(SOURCE RECORDS)

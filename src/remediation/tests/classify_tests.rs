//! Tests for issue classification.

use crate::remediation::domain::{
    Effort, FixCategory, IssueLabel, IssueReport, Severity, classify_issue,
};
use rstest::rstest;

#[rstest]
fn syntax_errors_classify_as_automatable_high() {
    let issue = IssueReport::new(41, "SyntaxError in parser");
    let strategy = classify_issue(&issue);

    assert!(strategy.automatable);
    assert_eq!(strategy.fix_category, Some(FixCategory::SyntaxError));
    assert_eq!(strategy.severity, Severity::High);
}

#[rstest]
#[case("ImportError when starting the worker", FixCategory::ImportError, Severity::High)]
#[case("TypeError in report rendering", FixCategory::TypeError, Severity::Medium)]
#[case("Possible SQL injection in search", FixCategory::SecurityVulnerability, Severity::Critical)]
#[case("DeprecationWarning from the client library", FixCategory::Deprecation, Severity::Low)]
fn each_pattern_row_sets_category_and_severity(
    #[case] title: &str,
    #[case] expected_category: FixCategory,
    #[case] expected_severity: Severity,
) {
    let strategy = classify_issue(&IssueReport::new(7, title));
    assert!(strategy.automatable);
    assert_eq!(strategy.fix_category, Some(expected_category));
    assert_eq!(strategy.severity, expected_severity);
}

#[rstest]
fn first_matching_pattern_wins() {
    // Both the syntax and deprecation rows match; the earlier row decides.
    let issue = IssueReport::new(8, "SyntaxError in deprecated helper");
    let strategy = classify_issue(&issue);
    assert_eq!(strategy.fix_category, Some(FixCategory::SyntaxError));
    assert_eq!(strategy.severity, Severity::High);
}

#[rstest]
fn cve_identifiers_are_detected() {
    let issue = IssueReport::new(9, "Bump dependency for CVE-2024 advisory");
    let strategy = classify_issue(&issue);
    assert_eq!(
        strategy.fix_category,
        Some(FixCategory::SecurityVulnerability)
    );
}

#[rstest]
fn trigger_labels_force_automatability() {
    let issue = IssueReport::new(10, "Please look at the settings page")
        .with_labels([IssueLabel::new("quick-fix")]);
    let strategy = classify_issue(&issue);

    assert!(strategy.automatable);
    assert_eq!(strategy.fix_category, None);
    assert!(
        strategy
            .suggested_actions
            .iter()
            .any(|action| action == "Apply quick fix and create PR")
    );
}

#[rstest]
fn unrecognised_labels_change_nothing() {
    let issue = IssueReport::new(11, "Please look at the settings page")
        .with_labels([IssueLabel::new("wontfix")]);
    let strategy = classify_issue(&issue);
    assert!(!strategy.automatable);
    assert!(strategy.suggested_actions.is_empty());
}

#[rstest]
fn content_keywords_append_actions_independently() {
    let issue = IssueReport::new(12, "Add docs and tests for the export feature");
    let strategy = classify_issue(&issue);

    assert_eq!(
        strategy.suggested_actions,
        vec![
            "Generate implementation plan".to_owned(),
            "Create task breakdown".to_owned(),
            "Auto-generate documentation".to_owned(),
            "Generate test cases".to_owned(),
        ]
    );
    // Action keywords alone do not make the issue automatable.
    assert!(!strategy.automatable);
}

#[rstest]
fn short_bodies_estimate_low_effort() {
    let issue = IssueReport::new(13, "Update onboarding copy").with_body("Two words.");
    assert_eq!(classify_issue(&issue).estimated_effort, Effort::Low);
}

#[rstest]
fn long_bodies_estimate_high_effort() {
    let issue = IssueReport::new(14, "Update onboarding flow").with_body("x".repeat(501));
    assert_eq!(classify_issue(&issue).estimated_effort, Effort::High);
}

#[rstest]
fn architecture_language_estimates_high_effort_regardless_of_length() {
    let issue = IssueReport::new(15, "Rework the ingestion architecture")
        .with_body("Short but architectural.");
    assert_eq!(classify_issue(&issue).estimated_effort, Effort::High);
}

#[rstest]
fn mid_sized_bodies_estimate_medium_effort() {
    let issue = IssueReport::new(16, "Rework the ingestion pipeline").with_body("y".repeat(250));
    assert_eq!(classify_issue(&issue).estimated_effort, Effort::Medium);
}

(End SOURCE RECORDS)
(SOURCE RECORDS)

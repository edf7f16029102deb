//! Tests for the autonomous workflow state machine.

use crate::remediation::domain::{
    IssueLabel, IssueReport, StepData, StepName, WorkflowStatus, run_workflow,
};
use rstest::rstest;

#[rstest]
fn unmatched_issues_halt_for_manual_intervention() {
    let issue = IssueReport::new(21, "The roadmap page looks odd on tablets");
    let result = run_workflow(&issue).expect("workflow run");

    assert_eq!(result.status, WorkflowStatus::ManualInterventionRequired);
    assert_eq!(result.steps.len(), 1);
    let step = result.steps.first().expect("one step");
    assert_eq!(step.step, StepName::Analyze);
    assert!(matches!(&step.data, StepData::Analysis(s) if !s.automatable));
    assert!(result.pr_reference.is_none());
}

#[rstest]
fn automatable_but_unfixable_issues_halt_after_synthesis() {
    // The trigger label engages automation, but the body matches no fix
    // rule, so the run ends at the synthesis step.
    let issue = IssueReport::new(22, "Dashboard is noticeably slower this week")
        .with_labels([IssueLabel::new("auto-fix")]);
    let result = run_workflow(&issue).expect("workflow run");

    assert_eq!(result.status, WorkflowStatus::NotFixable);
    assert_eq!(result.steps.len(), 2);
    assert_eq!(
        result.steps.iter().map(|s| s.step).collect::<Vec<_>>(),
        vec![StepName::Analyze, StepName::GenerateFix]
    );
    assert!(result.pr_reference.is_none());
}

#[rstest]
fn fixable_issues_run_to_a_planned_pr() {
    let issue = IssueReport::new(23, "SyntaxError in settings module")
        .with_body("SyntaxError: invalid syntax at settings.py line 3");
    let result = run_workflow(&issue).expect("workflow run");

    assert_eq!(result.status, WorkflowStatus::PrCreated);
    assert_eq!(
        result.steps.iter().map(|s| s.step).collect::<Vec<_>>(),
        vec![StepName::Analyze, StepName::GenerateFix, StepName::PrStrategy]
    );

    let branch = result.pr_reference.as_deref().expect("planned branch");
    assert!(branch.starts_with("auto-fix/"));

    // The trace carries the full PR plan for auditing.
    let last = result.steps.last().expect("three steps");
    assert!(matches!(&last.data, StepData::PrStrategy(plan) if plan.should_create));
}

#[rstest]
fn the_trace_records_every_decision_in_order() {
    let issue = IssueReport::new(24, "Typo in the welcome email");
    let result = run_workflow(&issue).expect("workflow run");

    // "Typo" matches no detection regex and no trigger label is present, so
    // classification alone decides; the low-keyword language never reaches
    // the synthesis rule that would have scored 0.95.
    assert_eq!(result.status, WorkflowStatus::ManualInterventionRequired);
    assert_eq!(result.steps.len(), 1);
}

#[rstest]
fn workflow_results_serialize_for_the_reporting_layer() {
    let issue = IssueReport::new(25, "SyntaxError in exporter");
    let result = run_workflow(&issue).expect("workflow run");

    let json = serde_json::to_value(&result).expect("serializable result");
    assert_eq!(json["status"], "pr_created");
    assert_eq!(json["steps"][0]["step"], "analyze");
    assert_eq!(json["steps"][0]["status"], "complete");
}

(End SOURCE RECORDS)

WHAT TO DO: Report each line of the data in which "StepName" occurs.

RESPONSE TO THIS EXERCISE:
    IssueLabel, IssueReport, StepData, StepName, WorkflowStatus, run_workflow,
    assert_eq!(step.step, StepName::Analyze);
        vec![StepName::Analyze, StepName::GenerateFix]
        vec![StepName::Analyze, StepName::GenerateFix, StepName::PrStrategy]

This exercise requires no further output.